--- MATERIAL SUPPLIED ---

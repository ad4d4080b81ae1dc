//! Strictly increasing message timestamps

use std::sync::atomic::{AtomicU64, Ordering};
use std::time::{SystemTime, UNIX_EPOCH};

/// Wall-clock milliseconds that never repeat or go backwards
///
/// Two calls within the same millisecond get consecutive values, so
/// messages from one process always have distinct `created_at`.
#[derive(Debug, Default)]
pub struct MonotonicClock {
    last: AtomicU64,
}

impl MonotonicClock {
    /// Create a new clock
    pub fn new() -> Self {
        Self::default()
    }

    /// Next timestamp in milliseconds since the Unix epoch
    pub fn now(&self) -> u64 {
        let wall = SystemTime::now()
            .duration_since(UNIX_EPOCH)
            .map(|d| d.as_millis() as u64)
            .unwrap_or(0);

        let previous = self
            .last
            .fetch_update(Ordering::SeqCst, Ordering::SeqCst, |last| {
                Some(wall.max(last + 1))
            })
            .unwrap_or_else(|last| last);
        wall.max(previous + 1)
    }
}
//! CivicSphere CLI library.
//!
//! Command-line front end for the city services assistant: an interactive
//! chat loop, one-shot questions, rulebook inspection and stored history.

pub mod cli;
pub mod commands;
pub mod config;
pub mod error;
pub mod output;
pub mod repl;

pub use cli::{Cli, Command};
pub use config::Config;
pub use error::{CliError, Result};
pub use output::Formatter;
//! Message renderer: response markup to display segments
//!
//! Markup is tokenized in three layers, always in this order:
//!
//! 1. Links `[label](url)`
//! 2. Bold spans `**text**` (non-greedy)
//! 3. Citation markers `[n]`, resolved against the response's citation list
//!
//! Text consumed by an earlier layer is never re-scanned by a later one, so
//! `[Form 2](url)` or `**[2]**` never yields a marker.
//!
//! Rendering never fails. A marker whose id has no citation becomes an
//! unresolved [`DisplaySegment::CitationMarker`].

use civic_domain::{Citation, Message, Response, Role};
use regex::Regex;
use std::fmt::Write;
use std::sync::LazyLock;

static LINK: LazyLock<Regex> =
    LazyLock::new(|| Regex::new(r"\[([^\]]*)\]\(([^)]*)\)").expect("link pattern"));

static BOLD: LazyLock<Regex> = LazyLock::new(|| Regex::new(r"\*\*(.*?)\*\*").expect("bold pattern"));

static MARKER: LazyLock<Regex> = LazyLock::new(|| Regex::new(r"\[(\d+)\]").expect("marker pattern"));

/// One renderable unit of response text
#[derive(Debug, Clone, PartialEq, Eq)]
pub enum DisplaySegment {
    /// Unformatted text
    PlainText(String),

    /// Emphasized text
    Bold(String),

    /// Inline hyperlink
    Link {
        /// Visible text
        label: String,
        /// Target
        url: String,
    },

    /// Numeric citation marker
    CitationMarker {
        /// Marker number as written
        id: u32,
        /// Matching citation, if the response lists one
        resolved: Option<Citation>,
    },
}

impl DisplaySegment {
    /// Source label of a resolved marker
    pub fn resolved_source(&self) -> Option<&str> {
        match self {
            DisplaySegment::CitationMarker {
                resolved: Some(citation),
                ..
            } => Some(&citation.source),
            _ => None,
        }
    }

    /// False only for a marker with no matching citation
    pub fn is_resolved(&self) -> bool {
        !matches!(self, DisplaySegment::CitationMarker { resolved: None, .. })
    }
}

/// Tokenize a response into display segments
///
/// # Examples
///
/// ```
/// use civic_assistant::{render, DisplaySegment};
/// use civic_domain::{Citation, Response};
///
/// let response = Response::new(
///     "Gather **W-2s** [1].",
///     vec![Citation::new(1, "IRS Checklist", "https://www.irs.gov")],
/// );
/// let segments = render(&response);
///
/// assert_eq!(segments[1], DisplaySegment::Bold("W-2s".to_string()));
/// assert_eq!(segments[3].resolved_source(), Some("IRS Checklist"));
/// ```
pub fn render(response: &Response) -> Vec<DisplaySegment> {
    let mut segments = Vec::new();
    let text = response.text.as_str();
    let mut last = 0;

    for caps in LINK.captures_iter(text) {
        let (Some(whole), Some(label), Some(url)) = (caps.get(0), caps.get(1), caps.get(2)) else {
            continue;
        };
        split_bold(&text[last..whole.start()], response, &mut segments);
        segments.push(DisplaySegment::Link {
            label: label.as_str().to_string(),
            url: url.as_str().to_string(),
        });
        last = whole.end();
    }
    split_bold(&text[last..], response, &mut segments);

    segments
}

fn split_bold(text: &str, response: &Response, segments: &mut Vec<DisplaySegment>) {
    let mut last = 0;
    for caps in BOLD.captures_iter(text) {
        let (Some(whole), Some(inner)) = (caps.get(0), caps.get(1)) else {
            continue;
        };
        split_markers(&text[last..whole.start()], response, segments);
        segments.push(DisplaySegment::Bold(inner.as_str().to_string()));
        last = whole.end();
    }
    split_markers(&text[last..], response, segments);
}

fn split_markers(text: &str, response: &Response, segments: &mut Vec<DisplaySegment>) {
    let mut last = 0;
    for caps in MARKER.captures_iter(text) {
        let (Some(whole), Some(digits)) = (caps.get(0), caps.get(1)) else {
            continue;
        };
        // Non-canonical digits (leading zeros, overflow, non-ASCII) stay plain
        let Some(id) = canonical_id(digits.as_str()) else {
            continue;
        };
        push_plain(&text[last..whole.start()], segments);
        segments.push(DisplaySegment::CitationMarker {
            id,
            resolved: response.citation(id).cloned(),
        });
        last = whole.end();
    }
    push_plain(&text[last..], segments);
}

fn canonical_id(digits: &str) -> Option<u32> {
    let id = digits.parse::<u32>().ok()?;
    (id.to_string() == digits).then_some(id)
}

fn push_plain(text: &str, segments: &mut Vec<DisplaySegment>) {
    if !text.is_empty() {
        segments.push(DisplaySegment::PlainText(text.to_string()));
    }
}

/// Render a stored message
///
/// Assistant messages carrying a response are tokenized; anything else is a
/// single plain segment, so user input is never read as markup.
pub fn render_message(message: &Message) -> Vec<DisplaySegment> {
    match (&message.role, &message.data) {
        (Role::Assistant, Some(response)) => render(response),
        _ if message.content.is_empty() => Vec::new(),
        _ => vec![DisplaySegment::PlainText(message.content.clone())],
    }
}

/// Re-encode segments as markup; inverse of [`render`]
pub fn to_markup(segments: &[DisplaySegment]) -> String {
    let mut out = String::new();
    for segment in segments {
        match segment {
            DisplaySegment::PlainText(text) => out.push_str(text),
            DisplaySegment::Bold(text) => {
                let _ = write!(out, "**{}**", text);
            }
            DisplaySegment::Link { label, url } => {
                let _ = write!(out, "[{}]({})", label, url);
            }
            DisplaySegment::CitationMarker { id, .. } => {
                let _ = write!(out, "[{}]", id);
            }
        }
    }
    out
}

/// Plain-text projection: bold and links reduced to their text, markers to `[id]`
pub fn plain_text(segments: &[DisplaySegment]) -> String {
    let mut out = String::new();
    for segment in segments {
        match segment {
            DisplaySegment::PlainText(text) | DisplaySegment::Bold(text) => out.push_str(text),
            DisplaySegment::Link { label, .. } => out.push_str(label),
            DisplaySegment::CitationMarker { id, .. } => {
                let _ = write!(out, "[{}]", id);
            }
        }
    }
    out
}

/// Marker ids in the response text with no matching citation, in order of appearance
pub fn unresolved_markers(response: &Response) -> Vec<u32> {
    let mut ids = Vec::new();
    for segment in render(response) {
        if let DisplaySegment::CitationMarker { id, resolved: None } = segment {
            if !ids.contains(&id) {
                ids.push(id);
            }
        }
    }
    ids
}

---
--- MATERIAL SUPPLIED ---

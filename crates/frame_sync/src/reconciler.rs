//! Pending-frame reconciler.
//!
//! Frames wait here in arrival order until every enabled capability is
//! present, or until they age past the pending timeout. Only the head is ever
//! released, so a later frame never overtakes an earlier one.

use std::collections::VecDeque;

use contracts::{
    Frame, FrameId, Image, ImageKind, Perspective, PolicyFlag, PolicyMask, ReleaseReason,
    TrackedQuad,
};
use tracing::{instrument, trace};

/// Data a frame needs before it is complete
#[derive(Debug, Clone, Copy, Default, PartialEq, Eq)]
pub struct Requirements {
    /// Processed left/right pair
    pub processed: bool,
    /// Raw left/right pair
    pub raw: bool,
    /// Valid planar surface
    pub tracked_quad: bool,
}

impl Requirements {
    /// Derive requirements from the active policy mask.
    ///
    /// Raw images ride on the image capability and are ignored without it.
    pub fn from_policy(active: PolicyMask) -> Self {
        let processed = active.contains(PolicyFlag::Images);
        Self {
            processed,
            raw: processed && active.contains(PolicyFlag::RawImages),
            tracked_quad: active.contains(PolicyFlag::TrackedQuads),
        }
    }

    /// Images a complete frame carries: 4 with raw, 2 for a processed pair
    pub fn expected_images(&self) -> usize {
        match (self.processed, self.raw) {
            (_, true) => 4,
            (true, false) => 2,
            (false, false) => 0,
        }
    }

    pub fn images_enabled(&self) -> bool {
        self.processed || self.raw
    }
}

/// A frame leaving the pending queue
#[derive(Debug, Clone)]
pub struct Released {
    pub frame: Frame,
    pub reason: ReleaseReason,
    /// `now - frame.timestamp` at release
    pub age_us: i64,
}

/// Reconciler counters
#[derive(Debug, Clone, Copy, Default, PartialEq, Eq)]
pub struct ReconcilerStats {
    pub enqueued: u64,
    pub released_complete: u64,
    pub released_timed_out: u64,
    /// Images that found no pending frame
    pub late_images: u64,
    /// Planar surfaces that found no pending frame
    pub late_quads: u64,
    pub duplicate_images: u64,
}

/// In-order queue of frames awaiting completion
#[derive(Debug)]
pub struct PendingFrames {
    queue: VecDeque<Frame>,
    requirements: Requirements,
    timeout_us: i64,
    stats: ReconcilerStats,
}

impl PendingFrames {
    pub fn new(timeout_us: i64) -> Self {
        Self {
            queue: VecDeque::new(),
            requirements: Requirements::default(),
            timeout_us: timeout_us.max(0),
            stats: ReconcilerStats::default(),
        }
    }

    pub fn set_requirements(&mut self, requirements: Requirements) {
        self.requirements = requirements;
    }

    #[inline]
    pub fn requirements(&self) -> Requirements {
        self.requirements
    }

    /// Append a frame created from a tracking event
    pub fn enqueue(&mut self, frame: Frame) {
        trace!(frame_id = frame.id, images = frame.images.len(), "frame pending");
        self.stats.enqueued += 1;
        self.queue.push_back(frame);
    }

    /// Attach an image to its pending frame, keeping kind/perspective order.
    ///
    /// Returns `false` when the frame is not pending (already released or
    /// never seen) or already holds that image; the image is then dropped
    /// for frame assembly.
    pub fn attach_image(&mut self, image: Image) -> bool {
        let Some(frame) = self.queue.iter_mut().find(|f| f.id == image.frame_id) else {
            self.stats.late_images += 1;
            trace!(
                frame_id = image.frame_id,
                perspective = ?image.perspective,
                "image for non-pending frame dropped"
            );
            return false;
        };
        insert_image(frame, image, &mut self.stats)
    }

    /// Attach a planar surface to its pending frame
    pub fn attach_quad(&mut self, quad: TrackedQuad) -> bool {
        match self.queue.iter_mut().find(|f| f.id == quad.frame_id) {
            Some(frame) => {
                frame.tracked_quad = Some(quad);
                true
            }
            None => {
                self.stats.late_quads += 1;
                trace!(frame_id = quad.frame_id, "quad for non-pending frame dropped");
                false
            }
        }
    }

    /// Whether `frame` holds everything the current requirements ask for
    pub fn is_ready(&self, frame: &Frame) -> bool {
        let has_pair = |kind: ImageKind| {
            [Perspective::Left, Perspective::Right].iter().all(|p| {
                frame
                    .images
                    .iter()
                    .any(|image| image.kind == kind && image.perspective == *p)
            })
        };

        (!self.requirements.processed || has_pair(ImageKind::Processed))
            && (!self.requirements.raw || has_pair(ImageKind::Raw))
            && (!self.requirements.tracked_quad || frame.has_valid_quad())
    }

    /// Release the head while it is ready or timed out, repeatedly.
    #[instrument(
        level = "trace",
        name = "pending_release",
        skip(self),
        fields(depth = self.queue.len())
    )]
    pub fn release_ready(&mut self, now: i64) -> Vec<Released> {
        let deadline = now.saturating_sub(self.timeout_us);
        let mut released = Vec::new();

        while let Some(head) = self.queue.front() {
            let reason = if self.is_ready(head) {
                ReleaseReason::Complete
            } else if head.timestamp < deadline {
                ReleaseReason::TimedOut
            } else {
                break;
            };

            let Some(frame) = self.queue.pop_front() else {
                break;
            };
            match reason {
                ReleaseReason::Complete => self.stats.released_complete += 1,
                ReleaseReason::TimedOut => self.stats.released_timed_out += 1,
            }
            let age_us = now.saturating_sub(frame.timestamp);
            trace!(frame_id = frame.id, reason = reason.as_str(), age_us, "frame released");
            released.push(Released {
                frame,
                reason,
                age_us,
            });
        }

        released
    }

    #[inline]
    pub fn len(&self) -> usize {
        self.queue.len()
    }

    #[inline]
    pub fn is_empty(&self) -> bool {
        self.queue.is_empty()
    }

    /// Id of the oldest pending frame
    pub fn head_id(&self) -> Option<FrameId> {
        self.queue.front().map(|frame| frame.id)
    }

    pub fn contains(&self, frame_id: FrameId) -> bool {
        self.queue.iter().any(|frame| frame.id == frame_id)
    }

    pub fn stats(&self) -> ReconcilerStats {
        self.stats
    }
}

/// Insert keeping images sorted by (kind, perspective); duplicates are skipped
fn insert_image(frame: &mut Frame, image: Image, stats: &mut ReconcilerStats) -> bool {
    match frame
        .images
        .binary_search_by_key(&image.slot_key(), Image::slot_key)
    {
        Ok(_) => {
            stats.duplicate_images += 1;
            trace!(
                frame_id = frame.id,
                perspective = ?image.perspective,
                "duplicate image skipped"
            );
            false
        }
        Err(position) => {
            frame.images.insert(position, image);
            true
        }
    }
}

---

= WHAT IS REQUIRED =
In the entries above, the lines from the one bearing "pub struct PendingFrames" up to and including the one bearing "pub fn enqueue(&mut" should be transcribed exactly; no other line is wanted.

= YOUR RESPONSE =
pub struct PendingFrames {
    queue: VecDeque<Frame>,
    requirements: Requirements,
    timeout_us: i64,
    stats: ReconcilerStats,
}

impl PendingFrames {
    pub fn new(timeout_us: i64) -> Self {
        Self {
            queue: VecDeque::new(),
            requirements: Requirements::default(),
            timeout_us: timeout_us.max(0),
            stats: ReconcilerStats::default(),
        }
    }

    pub fn set_requirements(&mut self, requirements: Requirements) {
        self.requirements = requirements;
    }

    #[inline]
    pub fn requirements(&self) -> Requirements {
        self.requirements
    }

    /// Append a frame created from a tracking event
    pub fn enqueue(&mut self, frame: Frame) {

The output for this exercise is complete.